А сельский люд разбредается, поработает где-то месячишко-другой, покрутится ночами в убогой бытовке – глядишь, что-то заработает и привезет домой денежки. А как жить семье без хозяина?
– Да, это так. Когда приходит время расчета, хозяин бесцеремонно унизит человека: «Работаешь как черный, а получать хочешь как белый?» Почти бесплатно люди работают. Большая беда пришла к хорошим, работящим людям. Они остались не у дел.
– Ну и что? А жилья-то у него вблизи работы нет. И не будет! Нормальные люди не могут и не должны жить без семьи, без детей!
– К великому сожалению, резко уменьшается количество русского населения. Знаю поселки, где в следующем году не будет ни одного первоклассника. Молодые потихоньку уходят из родимых мест. И постепенно закрываются школы, медпункты, клубы.
– Да. Но не только для меня – она должна обеспокоить всех нас. Пусть меня называют «почвенником», «деревенщиком», но сохранение русского языка все-таки неразрывно слито с деревней. В городе пласт чистой русской речи быстрее вымывается газетными и тусовочными словами.

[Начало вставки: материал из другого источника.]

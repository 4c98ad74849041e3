/*
 *  Copyright (C) 2025  Markus Elias Gerber
 *
 *  This program is free software: you can redistribute it and/or modify
 *  it under the terms of the GNU General Public License as published by
 *  the Free Software Foundation, either version 3 of the License, or
 *  (at your option) any later version.
 *
 *  This program is distributed in the hope that it will be useful,
 *  but WITHOUT ANY WARRANTY; without even the implied warranty of
 *  MERCHANTABILITY or FITNESS FOR A PARTICULAR PURPOSE.  See the
 *  GNU General Public License for more details.
 *
 *  You should have received a copy of the GNU General Public License
 *  along with this program.  If not, see <https://www.gnu.org/licenses/>.
 */

use crate::{mmu::ResidentEntry, PageNumber};

use super::ReplacementModule;

/// Links of a frame inside the recency list
#[derive(Debug, Default, Clone, Copy, PartialEq, Eq)]
pub struct LruLinks {
    /// Slot that was used right after this one
    newer: Option<usize>,

    /// Slot that was used right before this one
    older: Option<usize>,
}

/// Evicts the least recently used page.
///
/// The frames form a doubly linked list ordered by their last use,
/// the links are stored inside the frames themselves. Moving a frame to
/// the front and evicting the last frame are both O(1).
pub struct LruReplacementModule {
    most_recent: Option<usize>,
    least_recent: Option<usize>,
}

impl LruReplacementModule {
    fn unlink(&mut self, slot: usize, frames: &mut [ResidentEntry<LruLinks>]) {
        let LruLinks { newer, older } = frames[slot].state;

        match newer {
            Some(newer) => frames[newer].state.older = older,
            None => self.most_recent = older,
        }
        match older {
            Some(older) => frames[older].state.newer = newer,
            None => self.least_recent = newer,
        }

        frames[slot].state = LruLinks::default();
    }

    fn push_most_recent(&mut self, slot: usize, frames: &mut [ResidentEntry<LruLinks>]) {
        frames[slot].state = LruLinks {
            newer: None,
            older: self.most_recent,
        };

        match self.most_recent {
            Some(prev) => frames[prev].state.newer = Some(slot),
            None => self.least_recent = Some(slot),
        }
        self.most_recent = Some(slot);
    }

    /// Resident pages ordered from most to least recently used
    pub fn recency_order(&self, frames: &[ResidentEntry<LruLinks>]) -> Vec<PageNumber> {
        let mut res = Vec::with_capacity(frames.len());
        let mut curr = self.most_recent;

        while let Some(slot) = curr {
            res.push(frames[slot].page);
            curr = frames[slot].state.older;
        }

        res
    }
}

impl ReplacementModule for LruReplacementModule {
    type EntryState = LruLinks;

    fn new(_num_frames: usize) -> Self {
        Self {
            most_recent: None,
            least_recent: None,
        }
    }

    fn on_load(&mut self, slot: usize, frames: &mut [ResidentEntry<LruLinks>]) {
        self.push_most_recent(slot, frames);
    }

    fn on_access(&mut self, slot: usize, frames: &mut [ResidentEntry<LruLinks>]) {
        if self.most_recent == Some(slot) {
            // already at the front
            return;
        }

        self.unlink(slot, frames);
        self.push_most_recent(slot, frames);
    }

    fn select_victim(&mut self, frames: &mut [ResidentEntry<LruLinks>]) -> Option<usize> {
        let victim = self.least_recent?;
        self.unlink(victim, frames);

        Some(victim)
    }
}
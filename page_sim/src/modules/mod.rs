/*
 *  Copyright (C) 2025  Markus Elias Gerber
 *
 *  This program is free software: you can redistribute it and/or modify
 *  it under the terms of the GNU General Public License as published by
 *  the Free Software Foundation, either version 3 of the License, or
 *  (at your option) any later version.
 *
 *  This program is distributed in the hope that it will be useful,
 *  but WITHOUT ANY WARRANTY; without even the implied warranty of
 *  MERCHANTABILITY or FITNESS FOR A PARTICULAR PURPOSE.  See the
 *  GNU General Public License for more details.
 *
 *  You should have received a copy of the GNU General Public License
 *  along with this program.  If not, see <https://www.gnu.org/licenses/>.
 */

pub mod replacement;
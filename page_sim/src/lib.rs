/*
 *  Copyright (C) 2025  Markus Elias Gerber
 *
 *  This program is free software: you can redistribute it and/or modify
 *  it under the terms of the GNU General Public License as published by
 *  the Free Software Foundation, either version 3 of the License, or
 *  (at your option) any later version.
 *
 *  This program is distributed in the hope that it will be useful,
 *  but WITHOUT ANY WARRANTY; without even the implied warranty of
 *  MERCHANTABILITY or FITNESS FOR A PARTICULAR PURPOSE.  See the
 *  GNU General Public License for more details.
 *
 *  You should have received a copy of the GNU General Public License
 *  along with this program.  If not, see <https://www.gnu.org/licenses/>.
 */

mod address;
mod config;
mod error;
mod mmu;
mod simulation;
mod summary;
mod trace;

#[cfg(test)]
mod test;

pub mod modules;

pub use crate::address::{page_number, page_offset, PageNumber, PAGE_SHIFT, PAGE_SIZE};
pub use crate::config::{parse_frame_count, OutputMode, ReplacementMode, SimConfig};
pub use crate::error::{ConfigError, SimError, TraceError};
pub use crate::mmu::{AccessOutcome, Eviction, Mmu, MmuStats, ResidentEntry};
pub use crate::simulation::{simulate, simulate_file};
pub use crate::summary::{ReportedSummary, SimSummary, SummaryParseError};
pub use crate::trace::{AccessKind, TraceEvent, TraceReader};
/*
 *  Copyright (C) 2025  Markus Elias Gerber
 *
 *  This program is free software: you can redistribute it and/or modify
 *  it under the terms of the GNU General Public License as published by
 *  the Free Software Foundation, either version 3 of the License, or
 *  (at your option) any later version.
 *
 *  This program is distributed in the hope that it will be useful,
 *  but WITHOUT ANY WARRANTY; without even the implied warranty of
 *  MERCHANTABILITY or FITNESS FOR A PARTICULAR PURPOSE.  See the
 *  GNU General Public License for more details.
 *
 *  You should have received a copy of the GNU General Public License
 *  along with this program.  If not, see <https://www.gnu.org/licenses/>.
 */

use thiserror::Error;

/// Invalid simulation parameters, detected before any access is simulated
#[derive(Debug, Error, PartialEq, Eq)]
pub enum ConfigError {
    #[error("invalid number of frames: {0} (at least one frame is required)")]
    InvalidFrameCount(usize),

    #[error("invalid number of frames: {0:?}")]
    InvalidFrameValue(String),

    #[error("unknown replacement mode: {0:?} (expected rand, lru or clock)")]
    UnknownReplacementMode(String),

    #[error("unknown mode: {0:?} (expected quiet or debug)")]
    UnknownOutputMode(String),
}

#[derive(Debug, Error)]
pub enum TraceError {
    #[error("could not read trace: {0}")]
    Io(#[from] std::io::Error),

    #[error("malformed trace line {line}: {content:?}")]
    Malformed { line: usize, content: String },
}

#[derive(Debug, Error)]
pub enum SimError {
    #[error(transparent)]
    Config(#[from] ConfigError),

    #[error(transparent)]
    Trace(#[from] TraceError),

    /// The bookkeeping of the mmu is inconsistent, the run has to be aborted
    #[error("internal invariant violated: {0}")]
    InvariantViolation(String),
}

Разрушаются духовные традиции семьи, исчезает дружеская спаянность людей. В городе ты и соседей-то не знаешь – как хочу, так и свищу. А в деревне, на хуторе, ты весь на виду. Насоришь ли у дома, не поздороваешься ли с человеком, увидят отца и станут укорять: «А твой-то со мной не поздоровкался». Такую выволочку за это задашь своему сыночку! На деревенском круге все еще держится провинциальная Россия. А если идет вымывание деревенских основ, то это идет вымывание наших корней. И отеческое древо не будет так зеленеть и плодоносить.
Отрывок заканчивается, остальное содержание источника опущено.